Читаем Литературные заметки. Книга 1 ("Последние новости": 1928-1931) полностью

Суесловье, неискоренимое пристрастие к «фразе», общая какая-то пустота и праздность речи. Французская, никогда без остатка не исчезающая, «grande eloquence» для русского слуха трудно переносима, и когда мы от нее морщимся, мы не можем не сознавать своей правоты, своего духовного старшинства в этом деле. Я говорю не о скупости речи — нет, художников скупых и строгих было во Франции множество; я говорю об одухотворенности слова, которая может совмещаться и с его несдержанностью, как у Достоевского. Французское слово пышно и сухо, без длительного «отзвука», и это со странной убедительностью сказывается на текстах, которые мы очень хорошо знаем и к которым духовно требовательны, на тексте Евангелия, например. Как Евангелие звучит по-русски! Розанов был прав, говоря, что рядом все меркнет. По-французски для него не находится ни слов, ни тона, и конечно, это не могло бы случиться, если бы не было за этим удовлетворения, если бы чувствовалось усилие, хотя бы и неудавшееся. Ведь обточен французский язык во всяком случае до крайности, разработан исключительно, а вот здесь, в этом направлении, в этой тональности внезапно слабеет и изменяет.

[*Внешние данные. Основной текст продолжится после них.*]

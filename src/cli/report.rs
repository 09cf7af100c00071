//! `report` command: derived mission figures.

use crate::cli::common::{print_json, CliContext, CliResult};
use crate::services::compliance::Check;
use crate::services::{MissionReport, Session};
use clap::Args;

/// Show cost, mass, compliance and logistics for the saved layout
#[derive(Debug, Clone, Args)]
pub struct ReportArgs {
    /// Output results as JSON
    #[arg(long)]
    pub json: bool,
}

impl ReportArgs {
    /// Execute the report command
    pub fn execute(&self, ctx: &CliContext) -> CliResult<()> {
        let session = ctx.open_session()?;
        self.apply(&session)
    }

    /// Print the report for the session's layout
    pub fn apply(&self, session: &Session) -> CliResult<()> {
        let report = session.report();
        if self.json {
            print_json(&report)
        } else {
            print_human(&report);
            Ok(())
        }
    }
}

fn verdict(check: &Check) -> &'static str {
    if check.passed {
        "PASS"
    } else {
        "FAIL"
    }
}

fn print_human(report: &MissionReport) {
    let m = &report.metrics;
    println!("Mission Metrics");
    println!("===============");
    println!("  Modules:        {}", m.module_count);
    println!("  Hardware cost:  ${:.1}M", m.hardware_cost);
    println!("  Launch cost:    ${:.1}M", m.launch_cost);
    println!("  Total cost:     ${:.1}M", m.total_cost);
    println!("  Total mass:     {:.0} kg", m.total_mass);
    println!("  Total volume:   {:.1} m³", m.total_volume);
    println!();

    let c = &report.compliance;
    println!("Compliance");
    println!("==========");
    println!(
        "  Radiation shielding: {} (score {:.1}, min {:.0})",
        verdict(&c.radiation),
        c.radiation.value,
        c.radiation.threshold
    );
    println!(
        "  Structural load:     {} (pressure {:.1}, max {:.0})",
        verdict(&c.structural),
        c.structural.value,
        c.structural.threshold
    );
    println!(
        "  Habitable volume:    {} ({:.2} m³, need {:.2})",
        verdict(&c.nhv),
        c.nhv.value,
        c.nhv.threshold
    );
    println!();

    let l = &report.logistics;
    println!("Logistics");
    println!("=========");
    println!("  Dry mass:        {:.0} kg", l.dry_mass);
    println!("  Propellant:      {:.0} kg", l.propellant_mass);
    println!("  Delivery mass:   {:.0} kg", l.total_delivery_mass);
    println!("  Structure:       {:.0} kg", l.structure_mass);
    println!("  Payload:         {:.0} kg", l.payload_mass);
    println!("  Vehicle:         {}", l.vehicle_label);
    println!("  Launch windows:  {}", l.launch_windows.join(", "));
}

За декоративностью речи вскрывается то, что можно назвать декоративностью чувства, — и нам с этим «нечего делать»… Я недавно перечел Клоделя, «великого католичес­кого поэта», по распространенному мнению первого поэта современной Франции, наравне с Валери, если только не впереди его. Клодель чрезвычайно талантлив и умен — об этом спорить не приходится. Но есть что-то роковое в каждой его строчке, на одну тысячную — лживое, на одну миллионную — «оперное». Чем выше он забирается в небесные области, тем явственнее на русский слух фальшивит. Плохая поэзия, в конечном счете, хоть и огромное дарование. О чем думал Пушкин, когда «отрекся» от французской поэзии, — не об этом ли? Случаи безусловной, абсолютной чистоты, случаи прояснения, просветления редки наперечет: Франсуа Вийон, этот истинный «католический поэт», такой бедный по сравнению с Клоделем и так неотразимо пронзающий; позднее – Бодлер, несмотря на всю свою риторику, вопреки ей, как бы «сквозь» нее; иногда намеками – Виньи.

Вот, пожалуй, и все. Несколько имен в прозе, – прежде всего Паскаль, конечно. Напомню, что я говорю лишь об «одухотворении» слова – и не касаюсь его блеска, силы или прелести.

Вернемся назад: мы остаемся с сознанием своего духовного отличья от французов и лишаемся помощи «гипотезы различных возрастов». «Не то», «не о том» – это слишком очевидно. Порой те же слова – всегда различное содержание слов. И вот что несомненно: наша монополия на тревогу, на «святое беспокойство» перестает после Толстого и Достоевского быть монополией. В современной французской литературе святости, может быть, и немного, но беспокойство ее неподдельно — и недаром слово inquietude встречается в каждой французской литературной статье. Только это совсем не русская тревога , и тот, кто себе этого предварительно не уяснит, ничего не поймет во французской духовной культуре наших дней. Нам задали разные темы, мы живем в разных мирах — и оттого нам так трудно бывает сговориться.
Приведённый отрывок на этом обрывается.